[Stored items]
--------------------------------------------------
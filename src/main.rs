fn main() -> anyhow::Result<()> {
    physiolens_lib::run()
}
use std::collections::BTreeMap;

use chrono::{DateTime, Utc};
use image::RgbaImage;
use serde::{Deserialize, Serialize};

/// Letter grade for a 0-100 posture score.
pub fn grade_for_score(score: f64) -> &'static str {
    match score {
        s if s >= 95.0 => "A+",
        s if s >= 90.0 => "A",
        s if s >= 85.0 => "B+",
        s if s >= 80.0 => "B",
        s if s >= 75.0 => "C+",
        s if s >= 70.0 => "C",
        s if s >= 60.0 => "D",
        _ => "F",
    }
}

/// Structured result of one metrics round trip.
///
/// Field names on the wire follow the analysis service (`score`, `grade`,
/// `issues`, `recommendations`, `angles`). A grade supplied by the service is
/// kept verbatim; a missing one is derived from the score.
#[derive(Debug, Clone, Serialize, Deserialize, PartialEq)]
#[serde(rename_all = "camelCase")]
pub struct MetricsResult {
    #[serde(rename = "score")]
    overall_score: f64,
    #[serde(default)]
    grade: String,
    #[serde(default)]
    issues: Vec<String>,
    #[serde(default)]
    recommendations: Vec<String>,
    #[serde(default)]
    angles: BTreeMap<String, f64>,
}

impl MetricsResult {
    pub fn new(
        overall_score: f64,
        grade: Option<String>,
        issues: Vec<String>,
        recommendations: Vec<String>,
        angles: BTreeMap<String, f64>,
    ) -> Self {
        Self {
            overall_score,
            grade: grade.unwrap_or_default(),
            issues,
            recommendations,
            angles,
        }
        .normalized()
    }

    /// Clamps the score into 0-100 and fills in a missing grade.
    pub(crate) fn normalized(mut self) -> Self {
        if !self.overall_score.is_finite() {
            self.overall_score = 0.0;
        }
        self.overall_score = self.overall_score.clamp(0.0, 100.0);
        if self.grade.trim().is_empty() {
            self.grade = grade_for_score(self.overall_score).to_string();
        }
        self
    }

    pub fn overall_score(&self) -> f64 {
        self.overall_score
    }

    pub fn grade(&self) -> &str {
        &self.grade
    }

    pub fn issues(&self) -> &[String] {
        &self.issues
    }

    pub fn recommendations(&self) -> &[String] {
        &self.recommendations
    }

    pub fn angles(&self) -> &BTreeMap<String, f64> {
        &self.angles
    }
}

/// What the gateway hands back for one metrics request.
#[derive(Debug, Clone, PartialEq)]
pub enum MetricsOutcome {
    Live(MetricsResult),
    /// Synthesized stand-in after a failed round trip.
    Degraded { result: MetricsResult, reason: String },
    /// Only produced under [`MetricsFailurePolicy::Surface`].
    Failed { reason: String },
}

impl MetricsOutcome {
    pub fn result(&self) -> Option<&MetricsResult> {
        match self {
            MetricsOutcome::Live(result) | MetricsOutcome::Degraded { result, .. } => Some(result),
            MetricsOutcome::Failed { .. } => None,
        }
    }

    pub fn is_degraded(&self) -> bool {
        matches!(self, MetricsOutcome::Degraded { .. })
    }
}

#[derive(Debug, Clone, Copy, Serialize, Deserialize, PartialEq, Eq)]
#[serde(rename_all = "camelCase")]
pub enum MetricsFailurePolicy {
    /// Keep the UI populated with a synthesized, clearly flagged result.
    Fallback,
    /// Leave the current result alone and report the failure as an error.
    Surface,
}

impl Default for MetricsFailurePolicy {
    fn default() -> Self {
        MetricsFailurePolicy::Fallback
    }
}

/// Decoded overlay frame plus the overlay epoch it was requested under.
#[derive(Debug, Clone)]
pub struct OverlayImage {
    image: RgbaImage,
    epoch: u64,
    received_at: DateTime<Utc>,
}

impl OverlayImage {
    pub fn new(image: RgbaImage) -> Self {
        Self {
            image,
            epoch: 0,
            received_at: Utc::now(),
        }
    }

    pub fn issued_under(mut self, epoch: u64) -> Self {
        self.epoch = epoch;
        self
    }

    pub fn image(&self) -> &RgbaImage {
        &self.image
    }

    pub fn dimensions(&self) -> (u32, u32) {
        self.image.dimensions()
    }

    pub fn epoch(&self) -> u64 {
        self.epoch
    }

    pub fn received_at(&self) -> DateTime<Utc> {
        self.received_at
    }

    /// An overlay may only be shown while the overlay is on and no newer
    /// overlay schedule has replaced the one it was requested under.
    pub fn is_valid_for(&self, current_epoch: u64, overlay_enabled: bool) -> bool {
        overlay_enabled && self.epoch == current_epoch
    }
}

#[derive(Debug, Clone, Serialize, Deserialize, PartialEq, Eq)]
pub struct ServiceHealth {
    pub status: String,
    #[serde(default)]
    pub message: Option<String>,
}

impl ServiceHealth {
    pub fn is_ok(&self) -> bool {
        self.status.eq_ignore_ascii_case("ok")
    }
}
--------------------------------------------------
### WHAT TO WORK ON
The expected answer is a copy of each line above containing "angles".

### COMPLETED EXERCISE
/// `issues`, `recommendations`, `angles`). A grade supplied by the service is
    angles: BTreeMap<String, f64>,
        angles: BTreeMap<String, f64>,
            angles,
    pub fn angles(&self) -> &BTreeMap<String, f64> {
        &self.angles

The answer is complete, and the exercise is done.